Health experts say anti-smoking campaigns should target them too

Social smokers are almost at the same risk of heart disease as daily smokers.

The Royal College of Physicians in Ireland says part time smokers have a 40 per cent greater risk of dying from smoking-related disease than non-smokers.

Women who smoke between 1 and 4 cigarettes a day are five times more likely to develop lung cancer.

The College has also raised concerns that occasional smokers are less likely to quit than those with a more regular habit.

One in five adult smokers in Ireland are occasional smokers but it's warning that most of them seem unaware of the risks.

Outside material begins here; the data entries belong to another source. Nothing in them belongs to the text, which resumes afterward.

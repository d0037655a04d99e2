/// Account model and database operations
///
/// Accounts are members, coaches and admins. Each may belong to one academy
/// (`vendor_id`). Email and phone are unique across all accounts; the
/// database constraints are the final word on that.
///
/// # Schema
///
/// ```sql
/// CREATE TABLE accounts (
///     id BIGSERIAL PRIMARY KEY,
///     email VARCHAR(255) NOT NULL,            -- accounts_email_key
///     phone VARCHAR(50),                      -- accounts_phone_key
///     password_hash VARCHAR(255) NOT NULL DEFAULT '',
///     role VARCHAR(20) NOT NULL DEFAULT 'member',
///     vendor_id BIGINT REFERENCES vendors(id),
///     ...profile columns...,
///     match_count INTEGER NOT NULL DEFAULT 0,
///     training_count INTEGER NOT NULL DEFAULT 0,
///     program_count INTEGER NOT NULL DEFAULT 0,
///     created_at TIMESTAMPTZ NOT NULL DEFAULT NOW(),
///     updated_at TIMESTAMPTZ NOT NULL DEFAULT NOW()
/// );
/// ```
///
/// # Example
///
/// ```no_run
/// use academy_shared::models::account::{Account, CreateAccount, Role};
/// use academy_shared::db::pool::{create_pool, DatabaseConfig};
///
/// # async fn example() -> Result<(), Box<dyn std::error::Error>> {
/// let pool = create_pool(DatabaseConfig::default()).await?;
///
/// let account = Account::create(&pool, CreateAccount {
///     email: "player@club.id".to_string(),
///     password_hash: "$argon2id$...".to_string(),
///     role: Role::Member,
///     ..Default::default()
/// }).await?;
///
/// let found = Account::find_by_email(&pool, "player@club.id").await?;
/// assert_eq!(found.map(|a| a.id), Some(account.id));
/// # Ok(())
/// # }
/// ```

use chrono::{DateTime, NaiveDate, Utc};
use serde::{Deserialize, Serialize};
use sqlx::{postgres::PgExecutor, PgPool, Postgres, QueryBuilder};
use std::{fmt, str::FromStr};

use super::pagination::{Page, PageRequest};
use crate::auth::authorization::RecordScope;
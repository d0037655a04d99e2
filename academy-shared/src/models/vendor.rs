/// Vendor (academy) model
///
/// A vendor is the tenant every schedule record and payment hangs off.
/// Vendors are soft-deleted: `deleted_at` is set and every lookup here skips
/// such rows.
///
/// # Example
///
/// ```no_run
/// use academy_shared::models::vendor::{CreateVendor, Vendor};
/// # use sqlx::PgPool;
/// # async fn example(pool: PgPool) -> Result<(), sqlx::Error> {
/// let vendor = Vendor::create(&pool, CreateVendor {
///     name: "Garuda Muda".to_string(),
///     email: "admin@garudamuda.id".to_string(),
///     phone: "0812000111".to_string(),
///     address: "Jl. Merdeka 1".to_string(),
///     category: "football".to_string(),
///     ..Default::default()
/// }).await?;
///
/// assert!(Vendor::exists(&pool, vendor.id).await?);
/// # Ok(())
/// # }
/// ```

use chrono::{DateTime, Utc};
use serde::{Deserialize, Serialize};
use sqlx::{postgres::PgExecutor, PgPool, Postgres, QueryBuilder};

use super::pagination::{Page, PageRequest};

const VENDOR_COLUMNS: &str = "id, name, email, phone, address, description, photo, bank_name, \
     bank_account, bank_holder, category, created_at, updated_at, deleted_at";

#[derive(Debug, Clone, PartialEq, Serialize, Deserialize, sqlx::FromRow)]
pub struct Vendor {
    pub id: i64,
    pub name: String,
    pub email: String,
    pub phone: String,
    pub address: String,
    pub description: String,
    pub photo: Option<String>,
    pub bank_name: Option<String>,
    pub bank_account: Option<String>,
    pub bank_holder: Option<String>,
    pub category: String,
    pub created_at: DateTime<Utc>,
    pub updated_at: DateTime<Utc>,
    #[serde(skip_serializing_if = "Option::is_none")]
    pub deleted_at: Option<DateTime<Utc>>,
}

#[derive(Debug, Clone, Default, Serialize, Deserialize)]
pub struct CreateVendor {
    pub name: String,
    pub email: String,
    pub phone: String,
    pub address: String,
    pub description: String,
    pub category: String,
}

/// Bank details shown to members paying by transfer
#[derive(Debug, Clone, Default, Serialize, Deserialize)]
pub struct UpdateVendorBank {
    pub bank_name: String,
    pub bank_account: String,
    pub bank_holder: String,
}

impl Vendor {
    pub async fn create(pool: &PgPool, data: CreateVendor) -> Result<Self, sqlx::Error> {
        let sql = format!(
            r#"
            INSERT INTO vendors (name, email, phone, address, description, category)
            VALUES ($1, $2, $3, $4, $5, $6)
            RETURNING {}
            "#,
            VENDOR_COLUMNS
        );

        sqlx::query_as::<_, Vendor>(&sql)
            .bind(data.name)
            .bind(data.email)
            .bind(data.phone)
            .bind(data.address)
            .bind(data.description)
            .bind(data.category)
            .fetch_one(pool)
            .await
    }

    pub async fn find_by_id<'e>(
        executor: impl PgExecutor<'e>,
        id: i64,
    ) -> Result<Option<Self>, sqlx::Error> {
        let sql = format!(
            "SELECT {} FROM vendors WHERE id = $1 AND deleted_at IS NULL",
            VENDOR_COLUMNS
        );

        sqlx::query_as::<_, Vendor>(&sql)
            .bind(id)
            .fetch_optional(executor)
            .await
    }

    pub async fn exists<'e>(executor: impl PgExecutor<'e>, id: i64) -> Result<bool, sqlx::Error> {
        sqlx::query_scalar::<_, bool>(
            "SELECT EXISTS(SELECT 1 FROM vendors WHERE id = $1 AND deleted_at IS NULL)",
        )
        .bind(id)
        .fetch_one(executor)
        .await
    }

    /// Whether a live vendor already uses this email or phone
    ///
    /// Returns the name of the clashing field.
    pub async fn find_duplicate(
        pool: &PgPool,
        email: &str,
        phone: &str,
    ) -> Result<Option<&'static str>, sqlx::Error> {
        let row: Option<(bool,)> = sqlx::query_as(
            r#"
            SELECT email = $1
            FROM vendors
            WHERE (email = $1 OR phone = $2) AND deleted_at IS NULL
            LIMIT 1
            "#,
        )
        .bind(email)
        .bind(phone)
        .fetch_optional(pool)
        .await?;

        Ok(row.map(|(email_match,)| if email_match { "email" } else { "phone" }))
    }

    /// Public directory listing, optionally filtered by name
    pub async fn list(
        pool: &PgPool,
        name: Option<&str>,
        page: PageRequest,
    ) -> Result<Page<Self>, sqlx::Error> {
        fn push_conditions(builder: &mut QueryBuilder<'_, Postgres>, name: Option<&str>) {
            if let Some(name) = name.filter(|n| !n.is_empty()) {
                builder.push(" AND name ILIKE ").push_bind(format!("%{}%", name));
            }
        }

        let mut count = QueryBuilder::<Postgres>::new(
            "SELECT COUNT(*) FROM vendors WHERE deleted_at IS NULL",
        );
        push_conditions(&mut count, name);
        let total: i64 = count.build_query_scalar().fetch_one(pool).await?;

        let mut select = QueryBuilder::<Postgres>::new(format!(
            "SELECT {} FROM vendors WHERE deleted_at IS NULL",
            VENDOR_COLUMNS
        ));
        push_conditions(&mut select, name);
        select
            .push(" ORDER BY name ASC, id ASC LIMIT ")
            .push_bind(page.limit)
            .push(" OFFSET ")
            .push_bind(page.offset());

        let items = select.build_query_as::<Vendor>().fetch_all(pool).await?;

        Ok(Page::new(items, total, page))
    }

    pub async fn update_photo(pool: &PgPool, id: i64, path: &str) -> Result<bool, sqlx::Error> {
        let result = sqlx::query(
            "UPDATE vendors SET photo = $2, updated_at = NOW() WHERE id = $1 AND deleted_at IS NULL",
        )
        .bind(id)
        .bind(path)
        .execute(pool)
        .await?;

        Ok(result.rows_affected() > 0)
    }

    pub async fn update_bank(
        pool: &PgPool,
        id: i64,
        data: UpdateVendorBank,
    ) -> Result<Option<Self>, sqlx::Error> {
        let sql = format!(
            r#"
            UPDATE vendors
            SET bank_name = $2, bank_account = $3, bank_holder = $4, updated_at = NOW()
            WHERE id = $1 AND deleted_at IS NULL
            RETURNING {}
            "#,
            VENDOR_COLUMNS
        );

        sqlx::query_as::<_, Vendor>(&sql)
            .bind(id)
            .bind(data.bank_name)
            .bind(data.bank_account)
            .bind(data.bank_holder)
            .fetch_optional(pool)
            .await
    }

    /// Marks the vendor deleted; returns false if it was already gone
    pub async fn soft_delete(pool: &PgPool, id: i64) -> Result<bool, sqlx::Error> {
        let result = sqlx::query(
            "UPDATE vendors SET deleted_at = NOW() WHERE id = $1 AND deleted_at IS NULL",
        )
        .bind(id)
        .execute(pool)
        .await?;

        Ok(result.rows_affected() > 0)
    }
}
/// Custom middleware for the API server
///
/// - `security`: response security headers

pub mod security;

Chair of the College's Policy Group on Tobacco Dr Des Cox says occasional and social smokers also need to be targeted in anti-smoking campaigns:

“Those who smoke occasionally have almost a 40% greater risk of dying from smoking related disease compared with non-smokers. They carry almost the same risk of cardiovascular disease as daily smokers.

In regard to lung cancers in women ages 35-49, those who smoke between 1 and 4 cigarettes a day are five times more likely to develop lung cancer when compared to non-smokers. In men, the risk is three fold.

“Until now, anti-smoking campaigns have targeted daily smokers and while they have been successful in reducing overall smoking prevalence in Ireland, the dangers of occasional and social smoking need to be included in these campaigns going forward."

Meawhile a fifth of under 25's are still taking up smoking with occasional smoking most common in this age group.

While data from the US also shows vaping is becoming more popular amongst teenagers.

Dr. Cox says," as a respiratory pediatrician I would have concerns regarding younger kids and young adults vaping because of developing lungs. If you're using the products there's a possibility you're causing excessive harm to your lungs."